Дочь проговорила бы про свое собрание до полуночи, Иван Николаевич напомнил:

— Тебе надо еще помыться. Ложись. Мать я подожду. Все равно почитать надо. Да вот ботинок еще распоролся.

Убрав за собой посуду, Иван Николаевич занялся сначала ботинком. Поставил на стол самодельную деревянную шкатулку, в которой у него хранились вощеные нитки, иголки, шило и другой инструмент. При случае он мог подшить и валенки и набить каблуки.

Затянувшееся отсутствие жены его сначала не беспокоило. Слава богу, не первая в их совместной жизни генеральная репетиция! Зашил ботинок и заодно сразу же почистил их. Привел себя в порядок и достал с верхней полки кухонного шкафа свои книги. И только тут понял, что не может собраться с мыслями. Не вникает в прочитанное.

Как-никак, а он знает свою жену! От него не могло укрыться ее раздражение, отчужденность. Сначала объяснил себе это трудностями работы над ролью. Ирина всегда замыкалась в себе, становилась невнимательной к ним с Катюшкой, вживаясь в новую роль. Потом это проходило. На этот раз не прошло…

Что же тогда это такое? — спросил он теперь себя. И добавил не без труда:

— Любовь?.. Похоже, что она. У таких женщин, как Ирина, это и должно так протекать: бурно, трудно. И если это действительно так, то что должен делать он, Телегин? Помешать? Запретить?

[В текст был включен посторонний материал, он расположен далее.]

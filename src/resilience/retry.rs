//! Exponential backoff with full jitter, non-blocking via `tokio::time::sleep`.

use rand::Rng;
use std::time::Duration;

#[derive(Debug, Clone, Copy)]
pub struct RetryPolicy {
    pub max_attempts: u32,
    pub min_wait: Duration,
    pub max_wait: Duration,
}

impl RetryPolicy {
    /// Source fetch retries: quick, tight bound — upstream providers are
    /// expected to recover fast or not at all within a request's lifetime.
    pub fn source() -> Self {
        Self {
            max_attempts: 3,
            min_wait: Duration::from_millis(100),
            max_wait: Duration::from_secs(10),
        }
    }

    /// Publish retries: looser bound, since the ledger write already
    /// succeeded and we're only racing to deliver on the hot path.
    pub fn publish() -> Self {
        Self {
            max_attempts: 3,
            min_wait: Duration::from_millis(500),
            max_wait: Duration::from_secs(30),
        }
    }

    /// Full-jitter backoff for `attempt` (0-indexed): a random duration in
    /// `[min_wait, min(max_wait, min_wait * 2^attempt)]`.
    pub fn backoff_for(&self, attempt: u32) -> Duration {
        let exp = self.min_wait.as_millis() as u64 * 2u64.saturating_pow(attempt);
        let cap = exp.min(self.max_wait.as_millis() as u64).max(self.min_wait.as_millis() as u64);
        let low = self.min_wait.as_millis() as u64;
        let jittered = if cap > low {
            rand::thread_rng().gen_range(low..=cap)
        } else {
            low
        };
        Duration::from_millis(jittered)
    }
}

/// Runs `f` up to `policy.max_attempts` times, sleeping with full-jitter
/// backoff between attempts. Returns the last error if every attempt fails.
pub async fn retry_with_backoff<T, E, F, Fut>(policy: RetryPolicy, mut f: F) -> Result<T, E>
where
    F: FnMut(u32) -> Fut,
    Fut: std::future::Future<Output = Result<T, E>>,
{
    let mut attempt = 0;
    loop {
        match f(attempt).await {
            Ok(value) => return Ok(value),
            Err(err) => {
                attempt += 1;
                if attempt >= policy.max_attempts {
                    return Err(err);
                }
                tokio::time::sleep(policy.backoff_for(attempt - 1)).await;
            }
        }
    }
}

#[cfg(test)]
mod tests {
    use super::*;

    #[test]
    fn backoff_stays_within_bounds() {
        let policy = RetryPolicy::source();
        for attempt in 0..10 {
            let wait = policy.backoff_for(attempt);
            assert!(wait >= policy.min_wait);
            assert!(wait <= policy.max_wait);
        }
    }

    #[tokio::test]
    async fn retries_until_success() {
        let policy = RetryPolicy {
            max_attempts: 5,
            min_wait: Duration::from_millis(1),
            max_wait: Duration::from_millis(5),
        };
        let attempts = std::sync::atomic::AtomicU32::new(0);
        let result: Result<&str, &str> = retry_with_backoff(policy, |_| {
            let count = attempts.fetch_add(1, std::sync::atomic::Ordering::SeqCst);
            async move {
                if count < 2 {
                    Err("not yet")
                } else {
                    Ok("done")
                }
            }
        })
        .await;
        assert_eq!(result, Ok("done"));
        assert_eq!(attempts.load(std::sync::atomic::Ordering::SeqCst), 3);
    }

    #[tokio::test]
    async fn gives_up_after_max_attempts() {
        let policy = RetryPolicy {
            max_attempts: 2,
            min_wait: Duration::from_millis(1),
            max_wait: Duration::from_millis(2),
        };
        let result: Result<&str, &str> =
            retry_with_backoff(policy, |_| async { Err("always fails") }).await;
        assert_eq!(result, Err("always fails"));
    }
}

Смешно! Не в его это силах. Оставить все как есть? Пусть все идет своим чередом? Но ведь у них растет дочь. И кто он, этот человек, к которому потянулась Ирина?

Иван Николаевич лишь теперь отдал себе отчет в том, что думает об этом давно, и просто-напросто до сих пор только не называл вещи своими именами. Да, любовь. Это она…

Так что же им теперь с Катюшкой делать? Отойти в сторону и не мешать? Пусть Ирина решает сама. А может, зря он так? Набрался непротивления. Может быть, нужно бороться за нее, Ирину, помочь ей победить свое чувство? А зачем его побеждать, если оно — радость?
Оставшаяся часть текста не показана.